Breast cancer is when there is a lump in the breast and the cells are growing at an abnormal rate. This destroys the connective tissues in the breast and can spread up lymph nodes under the arm that are vital for our bodies immunity. An AI service that can read images and predict whether the image is of healthy or cancerous cells in the breast can help detect breast cancer at early stages.

Breast cancer is when there is a lump in the breast and the cells are growing at an abnormal rate. This destroys the connective tissues in the breast and can spread up lymph nodes under the arm. That is why breast cancer needs to be detected in its early stages, but that doesn’t happen all the time. However, advances in computer science can help with early detection of breast cancer. AI or Artificial intelligence is something I used to help solve this problem.

How do you Build An AI?

To build an AI service that can read images and predict whether the image is of healthy or cancerous cells in the breast, you need to collect lots of example images of healthy and malignant or cancerous histopathology images. Fortunately, there are resources that provide you with such images. I found a resource on Kaggle. This dataset consists of 277,524 images of which 78,786 out of the 277,524 where cancerous and the remaining 198,738 images were healthy.

Once you have lots of histopathology images of cancerous and benign images, the next step is to train the AI for image classification. The residual neural network is a very popular image classification algorithm. It is known to have a high performance. I used it in Navigator (it’s a free tool available at this website) to train this image classifier. Navigator provides you with a REST API that will accept any image as an input and provide you with a prediction. The cool thing about this is that all you need is an internet connection and an image you want to predict. You can use it anywhere! If you would like to try out the AI I build using Navigator on a web interface, you can do that here.

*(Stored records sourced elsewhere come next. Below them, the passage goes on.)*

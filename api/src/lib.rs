pub mod client;
pub mod config;
pub mod consts;
pub mod contracts;
pub mod error;
pub mod ipfs;
pub mod lazy;
pub mod mint;
pub mod rarity;
pub mod reconcile;
pub mod sequence;
pub mod state;
pub mod units;

pub mod prelude {
    pub use crate::client::*;
    pub use crate::config::*;
    pub use crate::consts::*;
    pub use crate::contracts::*;
    pub use crate::error::*;
    pub use crate::ipfs::*;
    pub use crate::lazy::*;
    pub use crate::mint::*;
    pub use crate::rarity::*;
    pub use crate::reconcile::*;
    pub use crate::sequence::*;
    pub use crate::state::*;
    pub use crate::units::*;
}
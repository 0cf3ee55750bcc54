use std::future::Future;
use std::sync::Arc;

use parking_lot::Mutex;
use tokio::sync::OnceCell;

use crate::error::MarketError;

#[derive(Clone, Debug, Default, PartialEq, Eq)]
pub enum InitState {
    #[default]
    Uninitialized,
    Initializing,
    Ready,
    Failed(String),
}

/// Shared handle to an external client that is set up on first use.
///
/// Concurrent `init` calls share one in-flight initialization. Once ready the
/// handle never re-initializes; after a failure the next `init` tries again.
pub struct LazyClient<T> {
    cell: OnceCell<Arc<T>>,
    state: Mutex<InitState>,
}

impl<T> Default for LazyClient<T> {
    fn default() -> Self {
        Self::new()
    }
}

impl<T> LazyClient<T> {
    pub fn new() -> Self {
        Self {
            cell: OnceCell::new(),
            state: Mutex::new(InitState::Uninitialized),
        }
    }

    pub fn state(&self) -> InitState {
        self.state.lock().clone()
    }

    pub fn is_ready(&self) -> bool {
        self.cell.initialized()
    }

    pub fn get(&self) -> Option<Arc<T>> {
        self.cell.get().cloned()
    }

    pub async fn init<F, Fut>(&self, init: F) -> Result<Arc<T>, MarketError>
    where
        F: FnOnce() -> Fut,
        Fut: Future<Output = Result<T, MarketError>>,
    {
        if let Some(client) = self.cell.get() {
            return Ok(client.clone());
        }

        let result = self
            .cell
            .get_or_try_init(|| async move {
                *self.state.lock() = InitState::Initializing;
                init().await.map(Arc::new)
            })
            .await;

        match result {
            Ok(client) => {
                *self.state.lock() = InitState::Ready;
                Ok(client.clone())
            }
            Err(err) => {
                tracing::warn!("client initialization failed: {}", err);
                *self.state.lock() = InitState::Failed(err.to_string());
                Err(err)
            }
        }
    }
}

#[cfg(test)]
mod tests {
    use super::*;
    use std::sync::atomic::{AtomicUsize, Ordering};
    use std::time::Duration;

    #[tokio::test]
    async fn test_concurrent_init_runs_once() {
        let lazy: LazyClient<String> = LazyClient::new();
        let counter = AtomicUsize::new(0);
        let calls = &counter;
        assert_eq!(lazy.state(), InitState::Uninitialized);

        let make = || async move {
            calls.fetch_add(1, Ordering::SeqCst);
            tokio::time::sleep(Duration::from_millis(10)).await;
            Ok::<_, MarketError>("client".to_string())
        };

        let (a, b) = futures::join!(lazy.init(make), lazy.init(make));
        let (a, b) = (a.unwrap(), b.unwrap());
        assert!(Arc::ptr_eq(&a, &b));
        assert_eq!(calls.load(Ordering::SeqCst), 1);
        assert_eq!(lazy.state(), InitState::Ready);
        assert!(lazy.is_ready());

        let again = lazy.init(make).await.unwrap();
        assert!(Arc::ptr_eq(&a, &again));
        assert_eq!(calls.load(Ordering::SeqCst), 1);
    }

    #[tokio::test]
    async fn test_failed_init_retries() {
        let lazy: LazyClient<u32> = LazyClient::new();

        let err = lazy
            .init(|| async { Err(MarketError::MissingConfig("MORALIS_API_KEY")) })
            .await;
        assert!(err.is_err());
        assert!(matches!(lazy.state(), InitState::Failed(_)));
        assert!(!lazy.is_ready());
        assert!(lazy.get().is_none());

        let ok = lazy.init(|| async { Ok(5) }).await.unwrap();
        assert_eq!(*ok, 5);
        assert_eq!(lazy.state(), InitState::Ready);
    }

    #[tokio::test]
    async fn test_state_is_initializing_while_init_runs() {
        let lazy: LazyClient<u32> = LazyClient::new();
        let handle = &lazy;
        let seen = lazy
            .init(|| async move {
                let during = handle.state();
                assert!(!handle.is_ready());
                Ok::<_, MarketError>(if during == InitState::Initializing { 1 } else { 0 })
            })
            .await
            .unwrap();
        assert_eq!(*seen, 1);
        assert_eq!(lazy.state(), InitState::Ready);
    }
}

Improving and Evaluating the AI

The next step is to evaluate how well the AI you built is doing. Fortunately, Navigator reports the accuracy and in my case, I got accuracies that ranged from 75%-90%. However, in cases like cancer, just having a high accuracy is not enough. There are two errors that can happen in the classification of cancer. You may detect a healthy person as having cancer or you may detect a sick person as not having cancer. It is always better to misdiagnose a healthy person than to misdiagnose a sick person.

One reason for this was the benign and malignant images were difficult to tell apart. This made it a little difficult since there were only slight differences as you can see in the diagram below. Once I analyzed the results, I saw that finding the pattern was a little difficult for the AI. To fix this I worked on it by adding more images to further improve the service along with tuning several hyper-parameters of the deep neural network to tune it for high performance.

In parallel to tuning the AI, I took a look at the confusion matrix of the classifier and found that there were many cases in which the AI misdiagnosed sick person as healthy. A confusion matrix has

• True positives are cases in which the AI predicted the image is cancerous and it was a cancerous histopathology image

• True negatives are cases that the AI predicted the image as healthy, and the image is cancerous.

• False positives are cases in which the image was predicted as cancerous, but it wasn’t cancerous

• False negatives are cases that were predicted as healthy, but they actually do have the disease.

The goal is to reduce the false negatives and true negatives because you don’t want to miss even a single person having cancer. In addition, to using the confidence values output by the AI service, I also plotted something called the ROC curve-which is a very popular and highly used metric for analyzing this kind of binary classification.

The process of calculating a ROC curve involves mathematical operations on the confidence outcome of the algorithm which I did use python. The code for this is linked here. I learned that the most accurate AI service is not always the best! The ROC curve is one piece of evidence along with the confusion matrix.

As I continued analyzing the data and working on it for several weeks, I learned that it is very hard to tune a deep neural network, especially when the two categories are hard to tell apart. So to fix it I would like to make this service available to the public for feedback and make it available to some physicians, to get their feedback. I would also like to spend more time collecting more images and tuning my service for better accuracy and performance.